What lines below mention the word "true"? Copy each one.

==== Supplied records

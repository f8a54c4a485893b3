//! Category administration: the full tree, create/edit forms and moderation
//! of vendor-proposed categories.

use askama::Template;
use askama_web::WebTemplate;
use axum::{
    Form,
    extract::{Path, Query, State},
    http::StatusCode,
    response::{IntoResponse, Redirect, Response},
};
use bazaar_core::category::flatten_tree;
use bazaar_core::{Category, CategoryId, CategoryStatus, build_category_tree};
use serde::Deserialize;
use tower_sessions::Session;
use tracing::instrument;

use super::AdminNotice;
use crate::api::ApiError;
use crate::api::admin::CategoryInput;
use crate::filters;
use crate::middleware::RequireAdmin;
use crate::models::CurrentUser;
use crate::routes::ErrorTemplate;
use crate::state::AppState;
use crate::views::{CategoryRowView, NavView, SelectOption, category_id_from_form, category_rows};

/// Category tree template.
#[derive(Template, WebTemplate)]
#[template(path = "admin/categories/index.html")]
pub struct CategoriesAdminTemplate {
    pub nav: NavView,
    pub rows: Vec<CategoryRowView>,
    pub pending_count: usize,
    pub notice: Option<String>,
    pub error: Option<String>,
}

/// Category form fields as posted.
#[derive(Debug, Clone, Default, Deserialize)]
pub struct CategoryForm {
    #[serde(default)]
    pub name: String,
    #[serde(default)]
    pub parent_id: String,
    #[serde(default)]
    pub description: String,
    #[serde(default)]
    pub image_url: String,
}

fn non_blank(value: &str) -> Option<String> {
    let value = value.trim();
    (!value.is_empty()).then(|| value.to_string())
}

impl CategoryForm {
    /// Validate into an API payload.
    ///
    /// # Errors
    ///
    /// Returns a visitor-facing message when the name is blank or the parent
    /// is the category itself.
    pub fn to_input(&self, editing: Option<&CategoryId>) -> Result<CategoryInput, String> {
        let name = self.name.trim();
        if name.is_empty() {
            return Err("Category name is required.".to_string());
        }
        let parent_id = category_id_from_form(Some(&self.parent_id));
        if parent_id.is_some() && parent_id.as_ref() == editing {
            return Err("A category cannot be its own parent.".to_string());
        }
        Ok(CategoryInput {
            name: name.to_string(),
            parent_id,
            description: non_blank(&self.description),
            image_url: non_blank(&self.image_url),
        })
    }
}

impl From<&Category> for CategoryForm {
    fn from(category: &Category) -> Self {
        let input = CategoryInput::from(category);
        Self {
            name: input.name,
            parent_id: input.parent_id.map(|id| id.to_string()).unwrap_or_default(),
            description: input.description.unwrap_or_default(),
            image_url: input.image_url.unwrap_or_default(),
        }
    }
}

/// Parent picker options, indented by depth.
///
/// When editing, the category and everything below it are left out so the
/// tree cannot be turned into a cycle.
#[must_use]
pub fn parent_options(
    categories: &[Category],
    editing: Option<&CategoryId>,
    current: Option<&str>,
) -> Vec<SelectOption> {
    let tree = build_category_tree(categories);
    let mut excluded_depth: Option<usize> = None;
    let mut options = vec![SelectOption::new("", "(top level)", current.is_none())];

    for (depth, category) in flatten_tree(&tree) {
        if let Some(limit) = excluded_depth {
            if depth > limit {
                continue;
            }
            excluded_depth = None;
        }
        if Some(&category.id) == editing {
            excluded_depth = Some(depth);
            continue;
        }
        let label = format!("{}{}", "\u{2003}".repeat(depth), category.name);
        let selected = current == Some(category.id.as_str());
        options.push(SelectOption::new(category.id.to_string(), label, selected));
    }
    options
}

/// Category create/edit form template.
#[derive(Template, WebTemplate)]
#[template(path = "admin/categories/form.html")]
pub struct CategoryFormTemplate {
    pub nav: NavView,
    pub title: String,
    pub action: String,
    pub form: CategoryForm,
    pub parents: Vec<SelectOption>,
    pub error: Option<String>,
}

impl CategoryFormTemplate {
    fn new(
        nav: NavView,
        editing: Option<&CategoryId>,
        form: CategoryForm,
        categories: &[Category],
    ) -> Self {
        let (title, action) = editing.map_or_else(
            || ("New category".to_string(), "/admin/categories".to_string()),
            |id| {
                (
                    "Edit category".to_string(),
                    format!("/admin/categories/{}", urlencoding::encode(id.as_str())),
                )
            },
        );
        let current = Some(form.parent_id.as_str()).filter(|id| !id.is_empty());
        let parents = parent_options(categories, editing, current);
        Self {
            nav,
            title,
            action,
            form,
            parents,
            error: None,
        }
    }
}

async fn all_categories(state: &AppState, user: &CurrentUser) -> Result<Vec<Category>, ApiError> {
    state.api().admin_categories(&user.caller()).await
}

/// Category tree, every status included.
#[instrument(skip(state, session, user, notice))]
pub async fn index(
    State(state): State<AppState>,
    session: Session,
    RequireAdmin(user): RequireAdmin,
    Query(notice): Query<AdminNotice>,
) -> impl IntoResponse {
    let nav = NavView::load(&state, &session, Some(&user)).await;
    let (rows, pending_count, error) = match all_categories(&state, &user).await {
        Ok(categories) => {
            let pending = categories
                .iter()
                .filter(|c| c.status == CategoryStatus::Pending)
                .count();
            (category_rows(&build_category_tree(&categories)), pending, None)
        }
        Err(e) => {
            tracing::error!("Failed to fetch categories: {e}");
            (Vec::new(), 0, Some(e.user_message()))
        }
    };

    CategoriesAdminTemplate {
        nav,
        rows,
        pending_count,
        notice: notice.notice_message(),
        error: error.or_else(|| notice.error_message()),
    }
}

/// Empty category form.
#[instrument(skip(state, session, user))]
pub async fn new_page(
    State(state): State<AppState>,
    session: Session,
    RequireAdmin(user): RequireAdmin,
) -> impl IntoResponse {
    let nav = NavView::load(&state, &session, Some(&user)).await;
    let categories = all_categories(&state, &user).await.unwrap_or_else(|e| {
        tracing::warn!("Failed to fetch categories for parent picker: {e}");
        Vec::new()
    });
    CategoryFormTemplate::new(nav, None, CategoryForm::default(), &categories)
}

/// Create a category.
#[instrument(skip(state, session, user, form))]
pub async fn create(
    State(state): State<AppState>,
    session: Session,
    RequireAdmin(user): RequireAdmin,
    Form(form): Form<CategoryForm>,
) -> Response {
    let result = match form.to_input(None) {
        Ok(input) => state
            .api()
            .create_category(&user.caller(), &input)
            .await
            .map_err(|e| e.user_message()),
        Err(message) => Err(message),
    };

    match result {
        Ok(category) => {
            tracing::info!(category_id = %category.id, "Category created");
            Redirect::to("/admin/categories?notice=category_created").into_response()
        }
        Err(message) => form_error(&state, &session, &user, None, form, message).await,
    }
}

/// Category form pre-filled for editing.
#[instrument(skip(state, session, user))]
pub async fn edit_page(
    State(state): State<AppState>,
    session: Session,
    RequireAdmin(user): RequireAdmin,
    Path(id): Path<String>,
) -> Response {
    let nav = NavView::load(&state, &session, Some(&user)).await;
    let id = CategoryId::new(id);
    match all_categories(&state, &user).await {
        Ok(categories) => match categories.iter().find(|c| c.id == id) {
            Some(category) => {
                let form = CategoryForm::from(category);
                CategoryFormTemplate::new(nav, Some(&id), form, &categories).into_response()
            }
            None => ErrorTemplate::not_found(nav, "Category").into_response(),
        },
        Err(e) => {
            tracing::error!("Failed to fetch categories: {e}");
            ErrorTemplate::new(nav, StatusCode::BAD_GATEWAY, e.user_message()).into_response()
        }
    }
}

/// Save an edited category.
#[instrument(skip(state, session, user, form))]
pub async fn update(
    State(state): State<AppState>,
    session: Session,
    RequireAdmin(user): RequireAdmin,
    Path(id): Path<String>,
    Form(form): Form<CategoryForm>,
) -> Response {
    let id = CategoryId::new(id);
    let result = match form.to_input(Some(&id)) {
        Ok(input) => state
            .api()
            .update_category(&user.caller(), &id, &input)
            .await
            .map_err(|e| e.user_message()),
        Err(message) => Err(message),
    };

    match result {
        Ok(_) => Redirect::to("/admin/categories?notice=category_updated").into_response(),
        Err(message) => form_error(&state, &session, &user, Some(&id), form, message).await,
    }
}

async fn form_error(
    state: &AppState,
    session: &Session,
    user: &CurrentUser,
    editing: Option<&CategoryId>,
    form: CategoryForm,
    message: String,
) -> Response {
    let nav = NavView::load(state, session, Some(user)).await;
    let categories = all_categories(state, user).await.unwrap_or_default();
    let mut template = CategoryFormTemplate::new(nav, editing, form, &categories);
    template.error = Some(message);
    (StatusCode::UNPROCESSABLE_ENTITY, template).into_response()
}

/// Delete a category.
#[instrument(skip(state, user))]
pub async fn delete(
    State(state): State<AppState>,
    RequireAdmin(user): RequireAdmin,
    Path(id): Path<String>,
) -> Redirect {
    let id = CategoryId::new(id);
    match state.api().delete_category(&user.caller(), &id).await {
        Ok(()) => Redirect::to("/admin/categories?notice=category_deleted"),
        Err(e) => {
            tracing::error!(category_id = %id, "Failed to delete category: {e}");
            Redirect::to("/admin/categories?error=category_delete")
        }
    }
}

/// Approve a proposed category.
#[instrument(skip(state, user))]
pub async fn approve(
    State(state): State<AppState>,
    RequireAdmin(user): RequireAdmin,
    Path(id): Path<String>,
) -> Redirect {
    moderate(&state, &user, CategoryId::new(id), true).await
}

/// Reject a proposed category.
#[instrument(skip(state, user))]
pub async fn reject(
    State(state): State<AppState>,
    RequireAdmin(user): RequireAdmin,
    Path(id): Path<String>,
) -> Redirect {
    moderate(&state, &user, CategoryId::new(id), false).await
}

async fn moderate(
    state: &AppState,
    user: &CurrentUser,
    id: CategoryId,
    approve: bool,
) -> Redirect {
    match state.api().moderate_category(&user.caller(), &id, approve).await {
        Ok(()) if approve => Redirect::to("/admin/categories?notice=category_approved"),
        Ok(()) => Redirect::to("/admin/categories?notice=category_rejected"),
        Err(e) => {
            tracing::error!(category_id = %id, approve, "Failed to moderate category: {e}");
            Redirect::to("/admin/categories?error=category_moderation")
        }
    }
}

========
==== Supplied records

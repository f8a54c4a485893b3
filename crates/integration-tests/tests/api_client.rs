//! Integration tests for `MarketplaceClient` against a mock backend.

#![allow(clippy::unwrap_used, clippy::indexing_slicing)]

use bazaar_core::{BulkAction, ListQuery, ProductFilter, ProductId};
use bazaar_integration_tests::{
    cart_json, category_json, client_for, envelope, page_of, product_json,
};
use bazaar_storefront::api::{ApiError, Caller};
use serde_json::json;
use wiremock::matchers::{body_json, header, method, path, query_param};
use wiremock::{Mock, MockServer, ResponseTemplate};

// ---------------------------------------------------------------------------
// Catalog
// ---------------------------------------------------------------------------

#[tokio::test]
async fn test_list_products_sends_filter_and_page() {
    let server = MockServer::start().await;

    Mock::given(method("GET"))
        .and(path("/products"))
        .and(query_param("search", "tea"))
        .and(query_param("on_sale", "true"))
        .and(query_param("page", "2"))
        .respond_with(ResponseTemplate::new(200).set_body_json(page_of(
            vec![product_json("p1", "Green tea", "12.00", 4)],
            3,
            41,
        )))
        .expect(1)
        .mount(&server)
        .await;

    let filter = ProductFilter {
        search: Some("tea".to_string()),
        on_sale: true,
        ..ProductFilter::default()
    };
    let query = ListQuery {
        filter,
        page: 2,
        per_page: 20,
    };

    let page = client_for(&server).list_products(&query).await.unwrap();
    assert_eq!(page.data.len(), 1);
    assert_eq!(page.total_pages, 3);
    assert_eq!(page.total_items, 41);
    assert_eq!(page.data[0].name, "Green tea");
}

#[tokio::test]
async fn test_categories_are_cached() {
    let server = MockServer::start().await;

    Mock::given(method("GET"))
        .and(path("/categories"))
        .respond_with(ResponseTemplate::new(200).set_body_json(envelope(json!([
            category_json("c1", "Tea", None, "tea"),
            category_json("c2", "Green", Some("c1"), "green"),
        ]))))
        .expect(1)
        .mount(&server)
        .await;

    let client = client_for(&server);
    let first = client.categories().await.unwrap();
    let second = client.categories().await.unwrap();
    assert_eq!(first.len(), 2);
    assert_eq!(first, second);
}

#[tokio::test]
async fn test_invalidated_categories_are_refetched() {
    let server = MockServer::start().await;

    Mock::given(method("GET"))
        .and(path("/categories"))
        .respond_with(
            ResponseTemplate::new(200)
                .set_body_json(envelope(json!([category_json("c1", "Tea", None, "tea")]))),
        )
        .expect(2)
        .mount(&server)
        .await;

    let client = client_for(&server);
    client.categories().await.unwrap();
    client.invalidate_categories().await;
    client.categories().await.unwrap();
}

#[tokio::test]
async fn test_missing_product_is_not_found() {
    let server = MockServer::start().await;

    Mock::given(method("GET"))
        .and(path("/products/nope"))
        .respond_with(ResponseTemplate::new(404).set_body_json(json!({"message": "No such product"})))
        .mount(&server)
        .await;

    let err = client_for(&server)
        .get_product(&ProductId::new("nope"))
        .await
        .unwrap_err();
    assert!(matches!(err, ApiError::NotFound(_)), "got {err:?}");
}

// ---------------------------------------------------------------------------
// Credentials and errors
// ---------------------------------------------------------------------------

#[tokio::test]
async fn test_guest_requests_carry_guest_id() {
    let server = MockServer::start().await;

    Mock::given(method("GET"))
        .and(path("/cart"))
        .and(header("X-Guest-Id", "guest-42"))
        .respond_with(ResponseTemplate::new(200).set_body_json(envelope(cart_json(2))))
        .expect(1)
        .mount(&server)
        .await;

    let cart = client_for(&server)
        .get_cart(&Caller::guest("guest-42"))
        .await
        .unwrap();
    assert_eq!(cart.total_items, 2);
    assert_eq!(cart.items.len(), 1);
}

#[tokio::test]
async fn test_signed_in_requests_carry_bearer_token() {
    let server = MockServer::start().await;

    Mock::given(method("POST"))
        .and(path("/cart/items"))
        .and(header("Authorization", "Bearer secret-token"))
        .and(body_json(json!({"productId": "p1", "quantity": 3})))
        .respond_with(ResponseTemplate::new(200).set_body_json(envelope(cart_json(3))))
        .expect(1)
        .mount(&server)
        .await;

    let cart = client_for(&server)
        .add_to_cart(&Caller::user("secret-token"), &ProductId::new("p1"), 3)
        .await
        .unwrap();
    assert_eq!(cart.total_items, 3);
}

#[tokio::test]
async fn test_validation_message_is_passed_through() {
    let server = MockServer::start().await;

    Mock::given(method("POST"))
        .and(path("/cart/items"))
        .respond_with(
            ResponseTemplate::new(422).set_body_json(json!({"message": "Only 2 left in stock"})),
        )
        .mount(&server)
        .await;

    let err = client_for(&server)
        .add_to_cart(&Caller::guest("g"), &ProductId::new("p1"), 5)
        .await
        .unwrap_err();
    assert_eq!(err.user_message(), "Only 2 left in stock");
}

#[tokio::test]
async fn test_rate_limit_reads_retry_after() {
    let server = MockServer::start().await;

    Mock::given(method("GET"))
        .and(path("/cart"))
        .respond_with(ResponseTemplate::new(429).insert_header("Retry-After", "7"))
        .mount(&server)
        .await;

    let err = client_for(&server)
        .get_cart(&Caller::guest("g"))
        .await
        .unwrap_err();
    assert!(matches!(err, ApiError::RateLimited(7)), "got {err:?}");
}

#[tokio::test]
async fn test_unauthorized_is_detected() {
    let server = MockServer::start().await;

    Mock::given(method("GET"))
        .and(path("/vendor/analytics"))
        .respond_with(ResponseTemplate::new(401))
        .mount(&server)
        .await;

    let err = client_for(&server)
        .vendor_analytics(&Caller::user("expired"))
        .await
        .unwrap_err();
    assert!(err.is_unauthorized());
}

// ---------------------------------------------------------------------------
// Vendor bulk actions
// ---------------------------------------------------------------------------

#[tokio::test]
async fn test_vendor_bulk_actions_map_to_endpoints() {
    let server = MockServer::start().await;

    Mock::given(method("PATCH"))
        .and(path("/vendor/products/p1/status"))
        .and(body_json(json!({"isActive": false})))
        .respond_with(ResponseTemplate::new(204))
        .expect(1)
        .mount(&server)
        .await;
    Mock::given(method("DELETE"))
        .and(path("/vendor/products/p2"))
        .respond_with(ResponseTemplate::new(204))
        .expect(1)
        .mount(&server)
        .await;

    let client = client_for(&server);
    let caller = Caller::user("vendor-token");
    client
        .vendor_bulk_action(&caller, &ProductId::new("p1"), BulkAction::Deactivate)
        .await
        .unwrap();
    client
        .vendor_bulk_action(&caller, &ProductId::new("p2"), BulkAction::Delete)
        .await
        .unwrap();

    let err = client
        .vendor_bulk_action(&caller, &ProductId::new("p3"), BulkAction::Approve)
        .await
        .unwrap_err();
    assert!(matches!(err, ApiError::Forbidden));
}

========

Solved exercise ->
    moderate(&state, &user, CategoryId::new(id), true).await
        .and(query_param("on_sale", "true"))
        on_sale: true,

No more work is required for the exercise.